Exercise requirements
Please return the lines of the data below, word for word, from the first line through the line containing "when the same".

Data in this exercise
■ ■ ■ ■

//! Selection state machine
//!
//! Tracks which section and which article the user is currently viewing.
//!
//! ```text
//!   NoSelection --choose_section--> SectionChosen --choose_article--> ArticleChosen
//!        ^                              ^    |                          |    |
//!        |                              |    +------ choose_section ----+    |
//!        +------------------------ clear (from any state) -------------------+
//! ```
//!
//! Choosing a section always discards the article, even when the same
//! section is chosen again. Any other change of the current article (a
//! click on a title, or a direct link handled by the router) re-derives the
//! section from the article's title.

use serde::{Deserialize, Serialize};

use crate::filter::articles_in_section;
use crate::models::{Article, ArticleId, Collection, Section};

/// Current position of the selection state machine
#[derive(Debug, Clone, Default, PartialEq, Eq, Serialize, Deserialize)]
#[serde(tag = "state")]
pub enum SelectionState {
    /// Nothing selected
    #[default]
    NoSelection,
    /// A section is open but no article is shown
    SectionChosen { section: Section },
    /// An article is shown; `section` is always the article's own section
    ArticleChosen { section: Section, article: ArticleId },
}

/// Live selection controller
///
/// The controller holds article ids, not articles; resolve them against the
/// current [`Collection`] snapshot with [`SelectionController::current_article`].
#[derive(Debug, Clone, Default)]
pub struct SelectionController {
    state: SelectionState,
}

impl SelectionController {
    pub fn new() -> Self {
        Self::default()
    }

    pub fn state(&self) -> &SelectionState {
        &self.state
    }

    pub fn current_section(&self) -> Option<&Section> {
        match &self.state {
            SelectionState::NoSelection => None,
            SelectionState::SectionChosen { section }
            | SelectionState::ArticleChosen { section, .. } => Some(section),
        }
    }

    pub fn current_article_id(&self) -> Option<ArticleId> {
        match &self.state {
            SelectionState::ArticleChosen { article, .. } => Some(*article),
            _ => None,
        }
    }

    /// Resolve the selected article against a snapshot
    ///
    /// None if nothing is selected or the article is not in `collection`.
    pub fn current_article<'c>(&self, collection: &'c Collection) -> Option<&'c Article> {
        self.current_article_id().and_then(|id| collection.get(id))
    }

    /// Articles listed for the current section, empty when no section is open
    pub fn visible_articles(&self, collection: &Collection) -> Vec<Article> {
        self.current_section()
            .map(|section| articles_in_section(collection, section))
            .unwrap_or_default()
    }

    /// Open a section, discarding any selected article
    pub fn choose_section(&mut self, section: Section) {
        self.state = SelectionState::SectionChosen { section };
    }

    /// Show an article, moving to its section if needed
    pub fn choose_article(&mut self, article: &Article) {
        // A titleless article is a caller contract violation; keep whatever
        // section is open rather than inventing one.
        let Some(section) = article.section().or_else(|| self.current_section().cloned()) else {
            self.state = SelectionState::NoSelection;
            return;
        };
        self.state = SelectionState::ArticleChosen {
            section,
            article: article.id,
        };
    }

    /// Entry point for externally driven changes (e.g. a direct link)
    ///
    /// `Some` behaves like [`choose_article`](Self::choose_article). `None`
    /// drops the article but keeps the open section.
    pub fn set_current_article(&mut self, article: Option<&Article>) {
        match article {
            Some(article) => self.choose_article(article),
            None => {
                self.state = match std::mem::take(&mut self.state) {
                    SelectionState::ArticleChosen { section, .. }
                    | SelectionState::SectionChosen { section } => {
                        SelectionState::SectionChosen { section }
                    }
                    SelectionState::NoSelection => SelectionState::NoSelection,
                };
            }
        }
    }

    /// Reset to `NoSelection`
    pub fn clear(&mut self) {
        self.state = SelectionState::NoSelection;
    }
}
//! Configuration loading and graceful degradation
//!
//! Uses serial_test: tests that touch SIMPLEPEDIA_CONFIG run sequentially.

use serial_test::serial;
use simplepedia_common::config::{
    load_toml_config, locate_config_file, resolve_settings, CliOverrides, CompiledDefaults,
    TomlConfig, CONFIG_ENV_VAR,
};
use simplepedia_common::Error;
use std::env;
use std::io::Write;
use std::path::PathBuf;
use tempfile::NamedTempFile;

fn write_config(text: &str) -> NamedTempFile {
    let mut file = NamedTempFile::new().unwrap();
    file.write_all(text.as_bytes()).unwrap();
    file
}

#[test]
#[serial]
fn test_explicit_path_wins_over_env() {
    env::set_var(CONFIG_ENV_VAR, "/tmp/simplepedia-env.toml");

    let explicit = PathBuf::from("/tmp/simplepedia-explicit.toml");
    assert_eq!(locate_config_file(Some(&explicit)), Some(explicit));

    env::remove_var(CONFIG_ENV_VAR);
}

#[test]
#[serial]
fn test_env_var_names_config_file() {
    let file = write_config("[server]\nport = 6001\n");
    env::set_var(CONFIG_ENV_VAR, file.path());

    let config = load_toml_config(None).unwrap();
    assert_eq!(config.server.port, Some(6001));

    env::remove_var(CONFIG_ENV_VAR);
}

#[test]
#[serial]
fn test_missing_config_file_does_not_error() {
    env::remove_var(CONFIG_ENV_VAR);

    let missing = PathBuf::from(format!("/tmp/simplepedia-missing-{}.toml", std::process::id()));
    let config = load_toml_config(Some(&missing)).unwrap();
    assert_eq!(config, TomlConfig::default());
}

#[test]
#[serial]
fn test_malformed_config_file_is_config_error() {
    env::remove_var(CONFIG_ENV_VAR);

    let file = write_config("[server\nport = 1");
    let err = load_toml_config(Some(file.path())).unwrap_err();
    assert!(matches!(err, Error::Config(_)));
}

#[test]
#[serial]
fn test_file_values_flow_into_settings() {
    env::remove_var(CONFIG_ENV_VAR);

    let file = write_config(
        r#"
        seed_path = "/srv/simplepedia/seed.json"

        [logging]
        level = "debug"
        "#,
    );
    let config = load_toml_config(Some(file.path())).unwrap();
    let settings = resolve_settings(
        &CliOverrides {
            log_level: Some("warn".to_string()),
            ..Default::default()
        },
        &config,
        &CompiledDefaults::default(),
    );

    assert_eq!(settings.seed_path, Some(PathBuf::from("/srv/simplepedia/seed.json")));
    assert_eq!(settings.log_level, "warn");
    assert_eq!(settings.port, 5730);
}
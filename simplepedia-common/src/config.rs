//! Configuration loading
//!
//! Each setting is resolved in priority order:
//! 1. Command-line argument (highest priority, clap also folds in `SIMPLEPEDIA_*` env vars)
//! 2. TOML config file
//! 3. Compiled default (fallback)
//!
//! A missing config file is not an error: startup continues on defaults with
//! a warning.

use std::path::{Path, PathBuf};

use serde::{Deserialize, Serialize};
use tracing::{info, warn};

use crate::{Error, Result};

/// Environment variable naming an explicit config file
pub const CONFIG_ENV_VAR: &str = "SIMPLEPEDIA_CONFIG";

/// Compiled defaults used when neither CLI nor TOML supply a value
#[derive(Debug, Clone)]
pub struct CompiledDefaults {
    pub host: String,
    pub port: u16,
    pub log_level: String,
}

impl Default for CompiledDefaults {
    fn default() -> Self {
        Self {
            host: "127.0.0.1".to_string(),
            port: 5730,
            log_level: "info".to_string(),
        }
    }
}

/// Logging section of the TOML file
#[derive(Debug, Clone, Default, PartialEq, Eq, Serialize, Deserialize)]
pub struct LoggingConfig {
    pub level: Option<String>,
}

/// Server section of the TOML file
#[derive(Debug, Clone, Default, PartialEq, Eq, Serialize, Deserialize)]
pub struct ServerConfig {
    pub host: Option<String>,
    pub port: Option<u16>,
}

/// On-disk configuration; every field is optional
#[derive(Debug, Clone, Default, PartialEq, Eq, Serialize, Deserialize)]
pub struct TomlConfig {
    /// JSON fixture with the initial articles
    pub seed_path: Option<PathBuf>,
    #[serde(default)]
    pub server: ServerConfig,
    #[serde(default)]
    pub logging: LoggingConfig,
}

impl TomlConfig {
    /// Parse TOML text
    pub fn from_toml_str(text: &str) -> Result<Self> {
        Ok(toml::from_str(text)?)
    }

    /// Read and parse a TOML file
    pub fn load(path: &Path) -> Result<Self> {
        let text = std::fs::read_to_string(path)?;
        Self::from_toml_str(&text)
    }
}

/// Values supplied on the command line (already merged with env vars by clap)
#[derive(Debug, Clone, Default)]
pub struct CliOverrides {
    pub config_path: Option<PathBuf>,
    pub seed_path: Option<PathBuf>,
    pub host: Option<String>,
    pub port: Option<u16>,
    pub log_level: Option<String>,
}

/// Fully resolved settings for a service
#[derive(Debug, Clone, PartialEq, Eq)]
pub struct Settings {
    pub seed_path: Option<PathBuf>,
    pub host: String,
    pub port: u16,
    pub log_level: String,
}

impl Settings {
    pub fn bind_addr(&self) -> String {
        format!("{}:{}", self.host, self.port)
    }
}

/// Merge CLI overrides, a TOML file and compiled defaults
pub fn resolve_settings(cli: &CliOverrides, file: &TomlConfig, defaults: &CompiledDefaults) -> Settings {
    Settings {
        seed_path: cli.seed_path.clone().or_else(|| file.seed_path.clone()),
        host: cli
            .host
            .clone()
            .or_else(|| file.server.host.clone())
            .unwrap_or_else(|| defaults.host.clone()),
        port: cli.port.or(file.server.port).unwrap_or(defaults.port),
        log_level: cli
            .log_level
            .clone()
            .or_else(|| file.logging.level.clone())
            .unwrap_or_else(|| defaults.log_level.clone()),
    }
}

/// Locate the config file
///
/// Explicit path first, then `SIMPLEPEDIA_CONFIG`, then
/// `<config_dir>/simplepedia/config.toml`.
pub fn locate_config_file(explicit: Option<&Path>) -> Option<PathBuf> {
    if let Some(path) = explicit {
        return Some(path.to_path_buf());
    }
    if let Ok(path) = std::env::var(CONFIG_ENV_VAR) {
        return Some(PathBuf::from(path));
    }
    dirs::config_dir()
        .map(|d| d.join("simplepedia").join("config.toml"))
        .filter(|path| path.exists())
}

/// Load the config file, falling back to an empty config
///
/// An explicitly named file that fails to parse is an error; a file that
/// does not exist only produces a warning.
pub fn load_toml_config(explicit: Option<&Path>) -> Result<TomlConfig> {
    let Some(path) = locate_config_file(explicit) else {
        info!("No config file found, using defaults");
        return Ok(TomlConfig::default());
    };

    match TomlConfig::load(&path) {
        Ok(config) => {
            info!("Loaded config from {}", path.display());
            Ok(config)
        }
        Err(Error::Io(e)) if e.kind() == std::io::ErrorKind::NotFound => {
            warn!("Config file {} not found, using defaults", path.display());
            Ok(TomlConfig::default())
        }
        Err(e) => Err(Error::Config(format!("{}: {}", path.display(), e))),
    }
}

■ ■ ■ ■

Output for this task
//! Selection state machine
//!
//! Tracks which section and which article the user is currently viewing.
//!
//! ```text
//!   NoSelection --choose_section--> SectionChosen --choose_article--> ArticleChosen
//!        ^                              ^    |                          |    |
//!        |                              |    +------ choose_section ----+    |
//!        +------------------------ clear (from any state) -------------------+
//! ```
//!
//! Choosing a section always discards the article, even when the same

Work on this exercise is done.